Occupy Update: NYPD Places Barricades Around Federal Hall Protest
Federal Hall steps, pre-barricades.
Gothamist’s Christopher Robbins reports that there’s been a new development on the steps of Federal Hall: barricades around the protesters that split the steps in half.
After the NYPD forced occupiers out of their sidewalk sleeping situation early Monday morning (a disputed move that would appear to contradict a 2000 federal court decision that guaranteed the protection of public sleeping as freedom of expression), the protest set up camp on the steps of Federal Hall. Technically, as federal land, the area is out of the NYPD’s jurisdiction, but that didn’t stop them from making a series of arrests late Monday night. The barricades, owned by the NYPD, came as a result of permission by the U.S. Parks police, Gothamist reports.
The arrival of the barricades reads like a power play, for both the NYPD and the occupiers.

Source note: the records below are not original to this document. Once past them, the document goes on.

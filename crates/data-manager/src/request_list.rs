//! Ordering and display models for the open and accepted request lists

use serde::Serialize;
use shift_board_shared::{RequestId, ShiftLabel, ShiftRequest};

use crate::shift_code::normalize_code;

pub const NO_OPEN_REQUESTS: &str = "Noch keine offenen Anfragen.";
pub const NO_ACCEPTED_REQUESTS: &str = "Keine angenommenen Anfragen.";
pub const REQUESTS_LOAD_FAILED: &str = "Fehler beim Laden.";
pub const ACCEPTED_UNAVAILABLE: &str = "–";

/// Ascending by date, then by name
pub fn sort_open(items: &mut [ShiftRequest]) {
    items.sort_by(|a, b| a.date.cmp(&b.date).then_with(|| a.name.cmp(&b.name)));
}

/// Descending by acceptance timestamp; missing timestamps sort last
pub fn sort_accepted(items: &mut [ShiftRequest]) {
    items.sort_by(|a, b| {
        let a_at = a.accepted_at.as_deref().unwrap_or_default();
        let b_at = b.accepted_at.as_deref().unwrap_or_default();
        b_at.cmp(a_at)
    });
}

/// One rendered request entry
#[derive(Debug, Clone, Serialize, PartialEq, Eq)]
pub struct RequestItemView {
    pub id: RequestId,
    pub date: String,
    pub name: String,
    pub label: ShiftLabel,
    /// Muted text after the name
    pub detail: String,
    /// Status line, accepted entries only
    #[serde(skip_serializing_if = "Option::is_none")]
    pub status_line: Option<String>,
    /// Whether the entry offers an accept action
    pub acceptable: bool,
}

/// A list ready for display: entries or a fixed placeholder
#[derive(Debug, Clone, Serialize, PartialEq, Eq)]
#[serde(tag = "kind", rename_all = "lowercase")]
pub enum RequestListView {
    Items { items: Vec<RequestItemView> },
    Placeholder { message: String },
}

impl RequestListView {
    pub fn placeholder(message: &str) -> Self {
        RequestListView::Placeholder {
            message: message.to_string(),
        }
    }

    pub fn items(&self) -> &[RequestItemView] {
        match self {
            RequestListView::Items { items } => items,
            RequestListView::Placeholder { .. } => &[],
        }
    }
}

pub fn render_open(items: &[ShiftRequest]) -> RequestListView {
    if items.is_empty() {
        return RequestListView::placeholder(NO_OPEN_REQUESTS);
    }

    let mut sorted = items.to_vec();
    sort_open(&mut sorted);

    let items = sorted
        .into_iter()
        .map(|request| {
            let label = normalize_code(Some(&request.code));
            let detail = if request.note.is_empty() {
                format!("({label})")
            } else {
                format!("({label} · {})", request.note)
            };

            RequestItemView {
                id: request.id,
                date: request.date,
                name: request.name,
                label,
                detail,
                status_line: None,
                acceptable: true,
            }
        })
        .collect();

    RequestListView::Items { items }
}

pub fn render_accepted(items: &[ShiftRequest]) -> RequestListView {
    if items.is_empty() {
        return RequestListView::placeholder(NO_ACCEPTED_REQUESTS);
    }

    let mut sorted = items.to_vec();
    sort_accepted(&mut sorted);

    let items = sorted
        .into_iter()
        .map(|request| {
            let label = normalize_code(Some(&request.code));

            let mut status_line = "Status: accepted".to_string();
            if let Some(who) = request.accepter_name.as_deref().filter(|w| !w.is_empty()) {
                status_line.push_str(&format!(" — angenommen von {who}"));
            }
            if let Some(when) = request.accepted_at.as_deref().filter(|w| !w.is_empty()) {
                let minute: String = when.chars().take(16).collect();
                status_line.push_str(&format!(" ({minute})"));
            }

            RequestItemView {
                id: request.id,
                date: request.date,
                name: request.name,
                detail: format!("({label})"),
                label,
                status_line: Some(status_line),
                acceptable: false,
            }
        })
        .collect();

    RequestListView::Items { items }
}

According to Robbins, the Park Service offered protesters a permit to hold demonstrations on the steps Monday night (for events with more than 25 people such a permit is required), but Occupy refused. For some, it’s very much an attempt to seek comment on the protest from the federal government or the president directly.
“It forces a comment from the president,” Liesbeth Rapp, a 27-year-old protester told me Monday evening, referring to Occupy’s presence on the federal steps. “[The president]’s done a good job of avoiding comment, although he did use our language in his State of the Union speech.”
So far, the way Occupy, the NYPD and the federal government have handled this three-day-old demonstration has been a tense balancing act. The NYPD has clearly demonstrated it still has the ability to arrest protesters, but will have to abide by orders from the U.S. Parks Police. Meanwhile, protesters are asserting their constitutional rights, which the federal government must ensure.